Tuesday evening, there were small, isolated showers passing all around us. We looked out the front door and saw rain falling over town, plus a rainbow. The rainbow dissipated as the shower moved to the north, but it was followed by another shower, and another rainbow. This is a series of images I took as the showers and rainbows paraded by over town.


The rain was falling in bands, so the rainbows themselves were banded.

Although the weather forecasters expected a lot of rain from the storm, we got very little. Fortunately, with the earlier, heavy rain from a few days ago, we have pretty much caught up on precipitation for a while. I have been trying to prepare the furthest reaches of our front yard for planting grass. Now the ground will be far too muddy to work for several days. That’s OK, because I need to do some more work in the house anyway.

Thursday Sky

We had a nice shower Thursday evening, the first rain we’ve had in, well, I can’t remember. A long time. The temperature dropped 20 degrees to 64F in just a few minutes. We had a high of 89F on Thursday, according to our thermometer. It’s supposed to reach into the mid-90s by the weekend.

We ended up with a half an inch of rain, and a rainbow.

The fainter, secondary bow was visible. I zoomed to try to get a better shot.

 

Contrails and a sundog

Saturday morning just after 10 the eastern sky seemed to be full of contrails. There was also a faint parhelion, or sundog.

Shooting into the sun is not a great way to get much detail, but this worked fairly well. The sundog is a little to the left of the sun (about 22°, exactly where it should be). The small, bright blue dot further to the left and down a little is apparently an artifact of the lens of my iPhone.

I haven’t seen quite this many contrails at one time around here. We are close to some flight paths to the Atlanta airport, so airliners often fly overhead. Delta flies almost directly over our house on the Huntsville-Atlanta route; I once actually saw our old house from a Huntsville-Atlanta leg on my way out to California. Contrails usually dissipate before many more planes fly over, but not Saturday morning.

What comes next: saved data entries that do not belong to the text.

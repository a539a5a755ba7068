//! Chart definition and loading
//!
//! A chart is a `Chart.yaml` metadata file, a `values.yaml` of declared
//! defaults and a `templates/` directory. Charts are loaded either from a
//! `.tgz` archive (as pulled from a registry) or from an unpacked directory.

use semver::Version;
use serde::{Deserialize, Serialize};
use serde_json::Value as JsonValue;
use std::collections::{BTreeMap, HashMap};
use std::path::Path;
use walkdir::WalkDir;

use crate::archive::read_archive;
use crate::error::{CoreError, Result};
use crate::values::Values;

/// Values key a chart uses to declare the namespace it installs into
pub const DEFAULT_NAMESPACE_KEY: &str = "defaultNamespace";

const CHART_FILE: &str = "Chart.yaml";
const VALUES_FILE: &str = "values.yaml";
const TEMPLATES_DIR: &str = "templates/";

/// Chart metadata from `Chart.yaml`
#[derive(Debug, Clone, PartialEq, Serialize, Deserialize)]
#[serde(rename_all = "camelCase")]
pub struct ChartMetadata {
    /// Chart API version
    #[serde(default = "default_api_version")]
    pub api_version: String,

    /// Chart name (required)
    pub name: String,

    /// Chart version (required, SemVer)
    pub version: Version,

    /// Description
    #[serde(default, skip_serializing_if = "Option::is_none")]
    pub description: Option<String>,

    /// Application version
    #[serde(default, skip_serializing_if = "Option::is_none")]
    pub app_version: Option<String>,

    /// Annotations
    #[serde(default, skip_serializing_if = "HashMap::is_empty")]
    pub annotations: HashMap<String, String>,
}

fn default_api_version() -> String {
    "v2".to_string()
}

/// A loaded chart
#[derive(Debug, Clone)]
pub struct Chart {
    /// Chart metadata
    pub metadata: ChartMetadata,

    /// Declared default values
    pub values: Values,

    /// Template sources keyed by path relative to `templates/`
    pub templates: BTreeMap<String, String>,
}

impl Chart {
    /// Load a chart from a `.tgz` archive in memory
    pub fn from_archive(data: &[u8]) -> Result<Self> {
        let files = read_archive(data)?;
        Self::from_files(files)
    }

    /// Load a chart from a directory or a `.tgz` file on disk
    pub fn load<P: AsRef<Path>>(path: P) -> Result<Self> {
        let path = path.as_ref();
        if !path.exists() {
            return Err(CoreError::ChartNotFound {
                path: path.display().to_string(),
            });
        }

        if path.is_dir() {
            Self::from_files(collect_dir(path)?)
        } else {
            let data = std::fs::read(path)?;
            Self::from_archive(&data)
        }
    }

    /// Build a chart from its files
    ///
    /// Archives conventionally wrap everything in a `<chart-name>/` directory;
    /// when `Chart.yaml` is not at the root, that single prefix is stripped.
    pub fn from_files(files: BTreeMap<String, Vec<u8>>) -> Result<Self> {
        let files = strip_chart_root(files)?;

        let chart_yaml = files.get(CHART_FILE).ok_or_else(|| CoreError::InvalidChart {
            message: format!("{} not found", CHART_FILE),
        })?;
        let metadata: ChartMetadata = serde_yaml::from_slice(chart_yaml)?;
        if metadata.name.trim().is_empty() {
            return Err(CoreError::InvalidChart {
                message: "chart name is empty".to_string(),
            });
        }

        let values = match files.get(VALUES_FILE) {
            Some(content) => Values::from_yaml(&utf8(VALUES_FILE, content)?)?,
            None => Values::new(),
        };
        if !values.inner().is_object() {
            return Err(CoreError::InvalidChart {
                message: format!("{} must be a mapping", VALUES_FILE),
            });
        }

        let mut templates = BTreeMap::new();
        for (path, content) in &files {
            if let Some(rel) = path.strip_prefix(TEMPLATES_DIR) {
                templates.insert(rel.to_string(), utf8(path, content)?);
            }
        }

        let chart = Self {
            metadata,
            values,
            templates,
        };
        chart.validate_default_namespace()?;
        Ok(chart)
    }

    /// Chart name
    pub fn name(&self) -> &str {
        &self.metadata.name
    }

    /// Chart version
    pub fn version(&self) -> &Version {
        &self.metadata.version
    }

    /// Namespace declared by the chart's `defaultNamespace` value, if any
    pub fn default_namespace(&self) -> Option<&str> {
        self.values
            .get_key(DEFAULT_NAMESPACE_KEY)
            .and_then(JsonValue::as_str)
    }

    fn validate_default_namespace(&self) -> Result<()> {
        match self.values.get_key(DEFAULT_NAMESPACE_KEY) {
            None | Some(JsonValue::String(_)) => Ok(()),
            Some(other) => Err(CoreError::InvalidChart {
                message: format!(
                    "chart {} declares {} as {}, expected a string",
                    self.metadata.name,
                    DEFAULT_NAMESPACE_KEY,
                    json_type_name(other)
                ),
            }),
        }
    }
}

fn strip_chart_root(files: BTreeMap<String, Vec<u8>>) -> Result<BTreeMap<String, Vec<u8>>> {
    if files.contains_key(CHART_FILE) {
        return Ok(files);
    }

    let root = files
        .keys()
        .find_map(|path| {
            path.strip_suffix(CHART_FILE)
                .filter(|prefix| prefix.matches('/').count() == 1 && prefix.ends_with('/'))
                .map(str::to_string)
        })
        .ok_or_else(|| CoreError::InvalidChart {
            message: format!("{} not found", CHART_FILE),
        })?;

    Ok(files
        .into_iter()
        .filter_map(|(path, content)| {
            path.strip_prefix(&root)
                .map(|rel| (rel.to_string(), content))
        })
        .collect())
}

/// Read every file under `root`, keyed by its `/`-separated relative path
///
/// Symlinked directories are not descended into.
fn collect_dir(root: &Path) -> Result<BTreeMap<String, Vec<u8>>> {
    let mut files = BTreeMap::new();

    for entry in WalkDir::new(root).sort_by_file_name() {
        let entry = entry.map_err(std::io::Error::from)?;
        let path = entry.path();
        if !path.is_file() {
            continue;
        }

        if let Ok(rel) = path.strip_prefix(root) {
            let key = rel
                .components()
                .map(|c| c.as_os_str().to_string_lossy().to_string())
                .collect::<Vec<_>>()
                .join("/");
            files.insert(key, std::fs::read(path)?);
        }
    }

    Ok(files)
}

fn utf8(path: &str, content: &[u8]) -> Result<String> {
    String::from_utf8(content.to_vec()).map_err(|e| CoreError::InvalidChart {
        message: format!("{} is not valid UTF-8: {}", path, e),
    })
}

fn json_type_name(value: &JsonValue) -> &'static str {
    match value {
        JsonValue::Null => "null",
        JsonValue::Bool(_) => "a boolean",
        JsonValue::Number(_) => "a number",
        JsonValue::String(_) => "a string",
        JsonValue::Array(_) => "a list",
        JsonValue::Object(_) => "a mapping",
    }
}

This sundog was a little higher in the sky than one usually sees. They are fairly common if you know when and where to look, usually seen in early morning or late afternoon, fairly close to the horizon. They are usually formed by plate-shaped ice crystals, which tend to orient themselves horizontally as they fall through the atmosphere. The sun’s rays have to pass through them edgewise to form the partial 22° halo, of which the sundog is a part. In order to see them at higher sun elevations, the crystals have to be column-shaped so that they have random orientations as they fall. If the ice crystals are randomly oriented at least some fraction will be at the right orientation to let sunlight pass through them so that a sundog will be visible. And so it was last Saturday.

I love looking out our windows.

Some sky shots

I bought a tub enclosure for the new house Thursday afternoon (Nov 12). This is what I saw as I was leaving.

sundog2

There is a nice sundog on the right. There were no clouds to the left of the sun, so no sundog there. There is a hint of color above the sun which may be a camera artifact, although it seems to appear in cloud areas and (perhaps) not in clear sky. If the clouds had had the right mix of ice crystals, the sundog could have extended up into the clouds above it. The clouds obviously contained mostly hexagonal flat plates, which tend to orient themselves horizontally so that the sunlight passes through them along the hexagonal edges, dispersing the colored light only in limited directions. The “right” crystals would have included a significant percentage of hexagonal columns, which have no preferred orientation and can thus disperse the light into more directions. Anyway, it was nice.

On Sunday morning Leah told me to go onto the deck and see the sunrise.

sunrise16nov2015

I shot this with our little Nikon point-and-shoot. I wonder if the iPhone would have done a better job with exposure, since it seems to have a wider dynamic range. The bright areas might not have washed out.